** Opening Recorded information block **
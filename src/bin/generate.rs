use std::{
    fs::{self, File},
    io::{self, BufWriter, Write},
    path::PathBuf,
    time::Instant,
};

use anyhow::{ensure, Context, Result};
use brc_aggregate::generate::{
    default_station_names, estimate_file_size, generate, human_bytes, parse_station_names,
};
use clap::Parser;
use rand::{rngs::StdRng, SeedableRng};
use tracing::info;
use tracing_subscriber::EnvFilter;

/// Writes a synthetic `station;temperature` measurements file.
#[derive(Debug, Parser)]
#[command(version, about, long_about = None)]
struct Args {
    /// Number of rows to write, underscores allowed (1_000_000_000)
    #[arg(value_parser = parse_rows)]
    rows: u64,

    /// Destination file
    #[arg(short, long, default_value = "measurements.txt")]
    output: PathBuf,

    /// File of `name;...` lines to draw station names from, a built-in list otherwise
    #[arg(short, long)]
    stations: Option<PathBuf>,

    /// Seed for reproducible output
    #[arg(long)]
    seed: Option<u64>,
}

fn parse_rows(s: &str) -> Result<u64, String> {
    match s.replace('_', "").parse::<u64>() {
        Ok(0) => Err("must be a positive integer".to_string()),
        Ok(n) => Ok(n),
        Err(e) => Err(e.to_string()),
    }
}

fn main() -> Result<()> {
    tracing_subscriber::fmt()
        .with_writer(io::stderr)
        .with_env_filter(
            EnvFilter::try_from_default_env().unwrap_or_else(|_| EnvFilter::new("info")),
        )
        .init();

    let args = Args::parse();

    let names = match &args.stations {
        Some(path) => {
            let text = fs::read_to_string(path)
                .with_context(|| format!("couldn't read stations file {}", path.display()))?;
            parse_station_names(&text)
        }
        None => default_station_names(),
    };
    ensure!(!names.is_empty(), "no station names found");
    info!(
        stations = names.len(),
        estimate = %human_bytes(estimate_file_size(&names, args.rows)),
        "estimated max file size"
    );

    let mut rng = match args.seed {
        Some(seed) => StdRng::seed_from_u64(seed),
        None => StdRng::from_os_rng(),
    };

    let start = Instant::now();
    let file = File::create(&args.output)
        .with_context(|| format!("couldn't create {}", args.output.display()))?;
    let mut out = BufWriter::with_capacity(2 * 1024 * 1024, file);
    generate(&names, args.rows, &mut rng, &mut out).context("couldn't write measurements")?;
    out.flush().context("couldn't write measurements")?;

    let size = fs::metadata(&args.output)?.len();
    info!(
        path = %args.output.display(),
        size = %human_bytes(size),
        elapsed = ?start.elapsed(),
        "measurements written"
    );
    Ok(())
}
** Closing Recorded information block **
** Opening Recorded information block **
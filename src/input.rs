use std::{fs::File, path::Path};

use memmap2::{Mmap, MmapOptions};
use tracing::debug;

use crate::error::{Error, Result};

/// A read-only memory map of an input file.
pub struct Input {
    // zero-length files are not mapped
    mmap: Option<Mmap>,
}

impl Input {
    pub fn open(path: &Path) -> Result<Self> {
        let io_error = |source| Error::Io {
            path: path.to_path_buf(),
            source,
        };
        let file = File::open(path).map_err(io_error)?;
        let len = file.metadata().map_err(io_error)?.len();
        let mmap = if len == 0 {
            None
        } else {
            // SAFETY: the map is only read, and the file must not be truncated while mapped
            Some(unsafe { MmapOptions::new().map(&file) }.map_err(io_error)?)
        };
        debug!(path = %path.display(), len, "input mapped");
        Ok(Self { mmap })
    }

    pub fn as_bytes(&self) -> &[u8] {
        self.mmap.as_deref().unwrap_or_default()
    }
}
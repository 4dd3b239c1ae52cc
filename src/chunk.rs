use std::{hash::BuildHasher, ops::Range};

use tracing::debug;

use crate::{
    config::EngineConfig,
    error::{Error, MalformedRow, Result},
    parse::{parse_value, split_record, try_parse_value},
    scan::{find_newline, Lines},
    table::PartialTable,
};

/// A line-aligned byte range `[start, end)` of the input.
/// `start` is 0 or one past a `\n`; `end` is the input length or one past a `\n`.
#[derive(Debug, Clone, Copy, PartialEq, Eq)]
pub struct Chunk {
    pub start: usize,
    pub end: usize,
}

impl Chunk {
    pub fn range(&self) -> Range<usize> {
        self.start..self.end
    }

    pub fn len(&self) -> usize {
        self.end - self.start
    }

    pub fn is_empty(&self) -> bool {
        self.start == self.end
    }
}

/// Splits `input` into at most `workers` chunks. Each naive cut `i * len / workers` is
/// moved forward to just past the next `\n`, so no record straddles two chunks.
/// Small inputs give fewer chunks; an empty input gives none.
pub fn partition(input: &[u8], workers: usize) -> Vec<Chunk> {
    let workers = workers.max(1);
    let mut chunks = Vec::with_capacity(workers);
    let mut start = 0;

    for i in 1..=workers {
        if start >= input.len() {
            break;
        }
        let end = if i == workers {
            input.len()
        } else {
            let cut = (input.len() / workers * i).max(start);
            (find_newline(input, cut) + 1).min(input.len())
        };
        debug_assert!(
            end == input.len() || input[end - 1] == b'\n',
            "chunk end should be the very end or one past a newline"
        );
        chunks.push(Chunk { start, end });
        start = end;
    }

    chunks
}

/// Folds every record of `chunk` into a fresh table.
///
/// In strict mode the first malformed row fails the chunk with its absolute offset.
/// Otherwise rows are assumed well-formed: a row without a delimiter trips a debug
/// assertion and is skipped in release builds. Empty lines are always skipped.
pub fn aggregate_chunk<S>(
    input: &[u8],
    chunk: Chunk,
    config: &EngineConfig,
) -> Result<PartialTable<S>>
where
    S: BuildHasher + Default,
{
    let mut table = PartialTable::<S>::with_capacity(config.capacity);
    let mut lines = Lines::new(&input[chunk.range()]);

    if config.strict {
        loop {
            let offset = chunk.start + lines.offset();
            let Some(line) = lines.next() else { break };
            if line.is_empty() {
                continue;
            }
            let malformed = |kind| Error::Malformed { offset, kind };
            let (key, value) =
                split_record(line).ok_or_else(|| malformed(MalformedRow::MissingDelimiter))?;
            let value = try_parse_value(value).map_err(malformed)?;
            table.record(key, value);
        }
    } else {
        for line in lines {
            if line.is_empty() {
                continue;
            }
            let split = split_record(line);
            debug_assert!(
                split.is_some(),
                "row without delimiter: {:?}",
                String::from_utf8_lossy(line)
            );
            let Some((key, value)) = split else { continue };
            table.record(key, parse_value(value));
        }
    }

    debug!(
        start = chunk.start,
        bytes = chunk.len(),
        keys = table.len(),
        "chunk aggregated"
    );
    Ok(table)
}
** Closing Recorded information block **
** Opening Recorded information block **
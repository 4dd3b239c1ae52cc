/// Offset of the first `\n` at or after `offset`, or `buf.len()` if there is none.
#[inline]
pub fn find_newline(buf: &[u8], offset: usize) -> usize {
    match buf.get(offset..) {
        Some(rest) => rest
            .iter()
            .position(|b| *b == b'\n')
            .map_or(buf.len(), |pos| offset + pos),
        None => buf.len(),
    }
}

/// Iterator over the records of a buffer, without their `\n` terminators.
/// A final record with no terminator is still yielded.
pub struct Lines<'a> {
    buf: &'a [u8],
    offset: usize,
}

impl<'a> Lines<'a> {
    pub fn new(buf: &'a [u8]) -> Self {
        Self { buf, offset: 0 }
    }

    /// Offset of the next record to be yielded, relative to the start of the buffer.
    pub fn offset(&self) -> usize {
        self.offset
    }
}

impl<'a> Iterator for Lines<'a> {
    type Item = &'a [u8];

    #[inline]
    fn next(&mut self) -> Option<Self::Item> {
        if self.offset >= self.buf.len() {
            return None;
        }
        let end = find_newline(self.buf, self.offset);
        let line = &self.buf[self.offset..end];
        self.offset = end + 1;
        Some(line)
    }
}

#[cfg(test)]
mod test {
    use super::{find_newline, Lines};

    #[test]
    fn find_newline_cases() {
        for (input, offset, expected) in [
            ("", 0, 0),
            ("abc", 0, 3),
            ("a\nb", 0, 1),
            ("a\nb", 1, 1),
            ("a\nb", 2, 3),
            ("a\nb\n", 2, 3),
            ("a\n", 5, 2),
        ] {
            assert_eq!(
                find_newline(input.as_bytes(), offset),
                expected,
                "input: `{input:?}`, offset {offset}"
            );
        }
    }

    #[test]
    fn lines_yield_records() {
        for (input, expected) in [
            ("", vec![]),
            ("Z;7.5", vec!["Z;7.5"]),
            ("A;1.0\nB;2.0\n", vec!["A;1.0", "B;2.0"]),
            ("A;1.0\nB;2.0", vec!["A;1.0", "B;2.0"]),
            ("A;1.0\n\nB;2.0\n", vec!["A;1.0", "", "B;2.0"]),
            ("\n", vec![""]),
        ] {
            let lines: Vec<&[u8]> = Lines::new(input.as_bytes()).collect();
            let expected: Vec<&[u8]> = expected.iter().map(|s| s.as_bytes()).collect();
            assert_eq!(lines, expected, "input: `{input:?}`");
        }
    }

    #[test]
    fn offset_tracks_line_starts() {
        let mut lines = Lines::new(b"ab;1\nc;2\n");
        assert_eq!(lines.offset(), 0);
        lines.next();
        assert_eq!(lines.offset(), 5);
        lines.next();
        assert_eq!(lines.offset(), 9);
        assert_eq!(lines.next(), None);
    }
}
** Closing Recorded information block **
Return the lines of the listing where the string "only" appears.

== Solution to the problem ==
/// A read-only memory map of an input file.
            // SAFETY: the map is only read, and the file must not be truncated while mapped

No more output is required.